Among the following entries, say how many lines contain the word "found"; the answer is a number and nothing else.
:: Data under study
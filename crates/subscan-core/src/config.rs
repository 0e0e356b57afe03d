//! Extractor configuration
//!
//! Holds the tunable constants: the fallback currency, the scoring weights
//! and boosts, and the batch acceptance threshold.
//!
//! ## Configuration Resolution
//!
//! 1. An explicit path (the CLI's `--config`)
//! 2. An override in the data dir (~/.local/share/subscan/config/extractor.toml)
//! 3. The embedded default (compiled into the binary)
//!
//! Keys missing from a file keep their default values.

use std::fmt;
use std::fs;
use std::path::{Path, PathBuf};

use serde::{Deserialize, Serialize};
use tracing::debug;

use crate::error::{Error, Result};

/// Embedded default config (compiled into binary)
pub const DEFAULT_CONFIG: &str = include_str!("../../../config/extractor.toml");

#[derive(Debug, Clone, Default, PartialEq, Serialize)]
pub struct ExtractorConfig {
    pub amount: AmountConfig,
    pub scoring: ScoringConfig,
    pub scan: ScanConfig,
}

#[derive(Debug, Clone, PartialEq, Serialize)]
pub struct AmountConfig {
    /// Currency for amounts with no symbol, code, or name
    pub default_currency: String,
}

impl Default for AmountConfig {
    fn default() -> Self {
        Self {
            default_currency: crate::extract::amount::DEFAULT_CURRENCY.to_string(),
        }
    }
}

/// Weights and boosts for the overall confidence
#[derive(Debug, Clone, PartialEq, Serialize)]
pub struct ScoringConfig {
    pub amount_weight: f64,
    pub service_weight: f64,
    pub billing_weight: f64,
    pub date_weight: f64,
    /// Share of the remaining headroom added when amount and service are both present
    pub critical_boost: f64,
    /// Share of the remaining headroom added when the sender confirms the service
    pub sender_boost: f64,
    /// Lowest scale applied to the mean when amount and service are not both found
    pub coverage_floor: f64,
}

impl Default for ScoringConfig {
    fn default() -> Self {
        Self {
            amount_weight: 0.35,
            service_weight: 0.35,
            billing_weight: 0.15,
            date_weight: 0.15,
            critical_boost: 0.15,
            sender_boost: 0.10,
            coverage_floor: 0.5,
        }
    }
}

#[derive(Debug, Clone, PartialEq, Serialize)]
pub struct ScanConfig {
    /// Batch scans drop extractions below this overall confidence
    pub min_confidence: f64,
}

impl Default for ScanConfig {
    fn default() -> Self {
        Self {
            min_confidence: 0.6,
        }
    }
}

/// Where the effective configuration came from
#[derive(Debug, Clone, PartialEq, Eq)]
pub enum ConfigSource {
    Explicit(PathBuf),
    Override(PathBuf),
    Embedded,
}

impl fmt::Display for ConfigSource {
    fn fmt(&self, f: &mut fmt::Formatter<'_>) -> fmt::Result {
        match self {
            Self::Explicit(path) => write!(f, "{}", path.display()),
            Self::Override(path) => write!(f, "{} (override)", path.display()),
            Self::Embedded => write!(f, "embedded defaults"),
        }
    }
}

/// Default config override path
pub fn default_config_path() -> Option<PathBuf> {
    dirs::data_local_dir().map(|d| d.join("subscan").join("config").join("extractor.toml"))
}

/// Load configuration (explicit path, then override, then embedded default)
///
/// An explicit path that does not exist is an error; a missing override is not.
pub fn load_config(explicit: Option<&Path>) -> Result<(ExtractorConfig, ConfigSource)> {
    if let Some(path) = explicit {
        if !path.exists() {
            return Err(Error::Config(format!(
                "Config file not found: {}",
                path.display()
            )));
        }
        let content = fs::read_to_string(path)?;
        let config = parse_config(&content)?;
        debug!("Loaded config from {}", path.display());
        return Ok((config, ConfigSource::Explicit(path.to_path_buf())));
    }

    if let Some(path) = default_config_path() {
        if path.exists() {
            let content = fs::read_to_string(&path)?;
            let config = parse_config(&content)?;
            debug!("Loaded config override from {}", path.display());
            return Ok((config, ConfigSource::Override(path)));
        }
    }

    Ok((parse_config(DEFAULT_CONFIG)?, ConfigSource::Embedded))
}

/// Raw config structure for TOML parsing
#[derive(Debug, Deserialize)]
#[serde(deny_unknown_fields)]
struct RawConfig {
    amount: Option<RawAmount>,
    scoring: Option<RawScoring>,
    scan: Option<RawScan>,
}

#[derive(Debug, Deserialize)]
#[serde(deny_unknown_fields)]
struct RawAmount {
    default_currency: Option<String>,
}

#[derive(Debug, Deserialize)]
#[serde(deny_unknown_fields)]
struct RawScoring {
    amount_weight: Option<f64>,
    service_weight: Option<f64>,
    billing_weight: Option<f64>,
    date_weight: Option<f64>,
    critical_boost: Option<f64>,
    sender_boost: Option<f64>,
    coverage_floor: Option<f64>,
}

#[derive(Debug, Deserialize)]
#[serde(deny_unknown_fields)]
struct RawScan {
    min_confidence: Option<f64>,
}

/// Parse config from TOML content
pub fn parse_config(content: &str) -> Result<ExtractorConfig> {
    let raw: RawConfig = toml::from_str(content)
        .map_err(|e| Error::Config(format!("Invalid config TOML: {}", e)))?;

    let mut config = ExtractorConfig::default();

    if let Some(amount) = raw.amount {
        if let Some(currency) = amount.default_currency {
            config.amount.default_currency = currency.trim().to_uppercase();
        }
    }

    if let Some(scoring) = raw.scoring {
        let s = &mut config.scoring;
        if let Some(v) = scoring.amount_weight {
            s.amount_weight = v;
        }
        if let Some(v) = scoring.service_weight {
            s.service_weight = v;
        }
        if let Some(v) = scoring.billing_weight {
            s.billing_weight = v;
        }
        if let Some(v) = scoring.date_weight {
            s.date_weight = v;
        }
        if let Some(v) = scoring.critical_boost {
            s.critical_boost = v;
        }
        if let Some(v) = scoring.sender_boost {
            s.sender_boost = v;
        }
        if let Some(v) = scoring.coverage_floor {
            s.coverage_floor = v;
        }
    }

    if let Some(scan) = raw.scan {
        if let Some(v) = scan.min_confidence {
            config.scan.min_confidence = v;
        }
    }

    config.validate()?;
    Ok(config)
}

impl ExtractorConfig {
    /// Check every value is usable
    pub fn validate(&self) -> Result<()> {
        let currency = &self.amount.default_currency;
        if currency.len() != 3 || !currency.chars().all(|c| c.is_ascii_uppercase()) {
            return Err(Error::Config(format!(
                "default_currency must be a 3-letter code, got '{}'",
                currency
            )));
        }

        let s = &self.scoring;
        let unit_values = [
            ("scoring.amount_weight", s.amount_weight),
            ("scoring.service_weight", s.service_weight),
            ("scoring.billing_weight", s.billing_weight),
            ("scoring.date_weight", s.date_weight),
            ("scoring.critical_boost", s.critical_boost),
            ("scoring.sender_boost", s.sender_boost),
            ("scoring.coverage_floor", s.coverage_floor),
            ("scan.min_confidence", self.scan.min_confidence),
        ];
        for (key, value) in unit_values {
            if !(0.0..=1.0).contains(&value) {
                return Err(Error::Config(format!(
                    "{} must be between 0 and 1, got {}",
                    key, value
                )));
            }
        }

        if s.total_weight() <= 0.0 {
            return Err(Error::Config(
                "At least one scoring weight must be positive".to_string(),
            ));
        }
        Ok(())
    }
}

impl ScoringConfig {
    pub fn total_weight(&self) -> f64 {
        self.amount_weight + self.service_weight + self.billing_weight + self.date_weight
    }
}

#[cfg(test)]
mod tests {
    use super::*;
    use std::io::Write;
    use tempfile::NamedTempFile;

    #[test]
    fn test_parse_default_config() {
        let config = parse_config(DEFAULT_CONFIG).unwrap();
        assert_eq!(config, ExtractorConfig::default());
    }

    #[test]
    fn test_partial_config_keeps_defaults() {
        let config = parse_config(
            r#"
            [amount]
            default_currency = "eur"

            [scoring]
            critical_boost = 0.2
            "#,
        )
        .unwrap();
        assert_eq!(config.amount.default_currency, "EUR");
        assert_eq!(config.scoring.critical_boost, 0.2);
        assert_eq!(config.scoring.amount_weight, 0.35);
        assert_eq!(config.scan.min_confidence, 0.6);
    }

    #[test]
    fn test_empty_config_is_default() {
        assert_eq!(parse_config("").unwrap(), ExtractorConfig::default());
    }

    #[test]
    fn test_invalid_toml() {
        let err = parse_config("[scoring\namount_weight = ").unwrap_err();
        assert!(matches!(err, Error::Config(_)));
    }

    #[test]
    fn test_unknown_key_rejected() {
        let err = parse_config("[scoring]\namount_wieght = 0.3\n").unwrap_err();
        assert!(matches!(err, Error::Config(_)));
    }

    #[test]
    fn test_out_of_range_rejected() {
        let err = parse_config("[scoring]\nsender_boost = 1.5\n").unwrap_err();
        assert!(err.to_string().contains("sender_boost"));

        let err = parse_config("[scan]\nmin_confidence = -0.1\n").unwrap_err();
        assert!(err.to_string().contains("min_confidence"));
    }

    #[test]
    fn test_zero_weights_rejected() {
        let content = "[scoring]\namount_weight = 0\nservice_weight = 0\nbilling_weight = 0\ndate_weight = 0\n";
        assert!(parse_config(content).is_err());
    }

    #[test]
    fn test_bad_currency_rejected() {
        assert!(parse_config("[amount]\ndefault_currency = \"DOLLARS\"\n").is_err());
    }

    #[test]
    fn test_load_explicit_path() {
        let mut file = NamedTempFile::new().unwrap();
        writeln!(file, "[scan]\nmin_confidence = 0.75").unwrap();

        let (config, source) = load_config(Some(file.path())).unwrap();
        assert_eq!(config.scan.min_confidence, 0.75);
        assert_eq!(source, ConfigSource::Explicit(file.path().to_path_buf()));
    }

    #[test]
    fn test_load_missing_explicit_path() {
        let dir = tempfile::tempdir().unwrap();
        let missing = dir.path().join("nope.toml");
        let err = load_config(Some(&missing)).unwrap_err();
        assert!(matches!(err, Error::Config(_)));
    }
}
::::
■ Task response
2